The funding is included in the Military Construction, Veterans Affairs, and Related Agencies Appropriations bill, which will now be considered by the full Senate, according to U.S. Sen. Susan Collins, who sits on the appropriations panel and submitted the funding request.
“A new center is essential for the 185th Engineer Support Company of the Maine National Guard to maintain its recruiting efforts as well as the readiness levels we ask of them to provide security for our nation,” Collins said in a press release announcing the funding approval Thursday.
The money is to be used to build an energy efficient, 43,400 square foot training facility at a 10-acre site in the Skyway Industrial Park, near Northern Maine Community College.
The readiness center will be home to the engineering unit and will replace an older building with significant repair needs currently used in Caribou, Maj. Norman Stickney, Maine National Guard public affairs officer, told the Bangor Daily News in May.
Construction is slated to start next spring and finish by late 2019, with the National Guard company set to move in early in 2020, Stickney said.
Collins said Thursday that she asked appropriations committee members last May to include the funding and that she emphasized the importance of the facility during an appropriations subcommittee hearing last month.
Stickney said last spring that the readiness center will house a general purpose maintenance bay for servicing the engineering unit’s equipment and vehicles, as well as offices, an assembly hall, class rooms and a fitness room.
“The facility will contain the latest in sustainability features,” Stickney said. The building will be powered with a photovoltaic solar array and combined heat and power units that generate electricity and capture heat for the building.
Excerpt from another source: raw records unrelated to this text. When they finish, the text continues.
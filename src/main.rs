use std::fs::File;
use std::io::{BufReader, BufWriter, Write};
use std::path::PathBuf;

use anyhow::{Context, Result};
use clap::{Parser, Subcommand};
use tracing_subscriber::EnvFilter;

use rad_pipeline::features::write_summary;
use rad_pipeline::jobs::{DemuxArgs, DenovoOpt1Args, DenovoOpt2Args, KrakenArgs, SeqSetsArgs};
use rad_pipeline::joblog;
use rad_pipeline::loci::{loci_to_fasta, LociFile};

#[derive(Parser, Debug)]
#[command(
    name = "rad-pipeline",
    about = "Slurm job-script generators and loci/consensus tools for RAD-seq workflows"
)]
struct Cli {
    #[command(subcommand)]
    command: Commands,
}

#[derive(Subcommand, Debug)]
enum Commands {
    /// Generate a Slurm script for demultiplexing RAD-tag read files.
    Demux(DemuxArgs),
    /// Generate a Slurm script sweeping denovo_map.pl parameter ranges.
    DenovoOpt1(DenovoOpt1Args),
    /// Generate a Slurm script refining denovo_map.pl parameters around
    /// chosen targets.
    DenovoOpt2(DenovoOpt2Args),
    /// Generate a Slurm script for kraken taxonomic classification.
    Kraken(KrakenArgs),
    /// Generate a Slurm script for seq-sets filtering of raw reads by
    /// kraken classification.
    SeqSets(SeqSetsArgs),
    /// Compute a summary and consensus sequence for each variant feature.
    FeatureSummary {
        /// File containing the loci sequences for each sample.
        locifile: PathBuf,
        /// File containing features of interest, generally a filtered
        /// version of the pyRAD VCF output.
        featurefile: PathBuf,
    },
    /// Convert a pyRAD loci file into FASTA (first read per locus).
    Loci2fasta {
        /// File containing the loci sequences for each sample.
        locifile: PathBuf,
    },
}

fn main() -> Result<()> {
    tracing_subscriber::fmt()
        .with_env_filter(EnvFilter::from_default_env())
        .with_writer(std::io::stderr)
        .init();

    let cli = Cli::parse();
    let argv: Vec<String> = std::env::args().collect();

    match cli.command {
        Commands::Demux(args) => {
            joblog::log_invocation(&argv);
            args.run()
        }
        Commands::DenovoOpt1(args) => {
            joblog::log_invocation(&argv);
            args.run()
        }
        Commands::DenovoOpt2(args) => {
            joblog::log_invocation(&argv);
            args.run()
        }
        Commands::Kraken(args) => {
            joblog::log_invocation(&argv);
            args.run()
        }
        Commands::SeqSets(args) => {
            joblog::log_invocation(&argv);
            args.run()
        }
        Commands::FeatureSummary {
            locifile,
            featurefile,
        } => run_feature_summary(&locifile, &featurefile),
        Commands::Loci2fasta { locifile } => run_loci2fasta(&locifile),
    }
}

fn run_feature_summary(locifile: &PathBuf, featurefile: &PathBuf) -> Result<()> {
    let loci_reader = BufReader::new(
        File::open(locifile)
            .with_context(|| format!("failed to open loci file {}", locifile.display()))?,
    );
    let loci = LociFile::parse(loci_reader)
        .with_context(|| format!("failed to parse loci file {}", locifile.display()))?;

    let variant_reader = BufReader::new(
        File::open(featurefile)
            .with_context(|| format!("failed to open feature file {}", featurefile.display()))?,
    );

    let stdout = std::io::stdout();
    let mut out = BufWriter::new(stdout.lock());
    write_summary(variant_reader, &loci, &mut out)
        .context("failed to merge features with consensus")?;
    out.flush()?;
    Ok(())
}

fn run_loci2fasta(locifile: &PathBuf) -> Result<()> {
    let reader = BufReader::new(
        File::open(locifile)
            .with_context(|| format!("failed to open loci file {}", locifile.display()))?,
    );

    let stdout = std::io::stdout();
    let mut out = BufWriter::new(stdout.lock());
    loci_to_fasta(reader, &mut out)
        .with_context(|| format!("failed to convert {}", locifile.display()))?;
    out.flush()?;
    Ok(())
}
The Maine National Guard’s 185th Engineer Support Company includes about 120 Guard members who are based at the main Caribou facility and a site in Houlton.
Stickney said that the unit is expected to grow to 150 members by the time the new building is complete. About 60 positions will remain in Houlton and about 90 positions will be stationed in Presque Isle.
The Maine Army National Guard also completed a new Army Aviation Readiness Center in Bangor in 2015, and there are plans for a readiness center for southern Maine in Saco.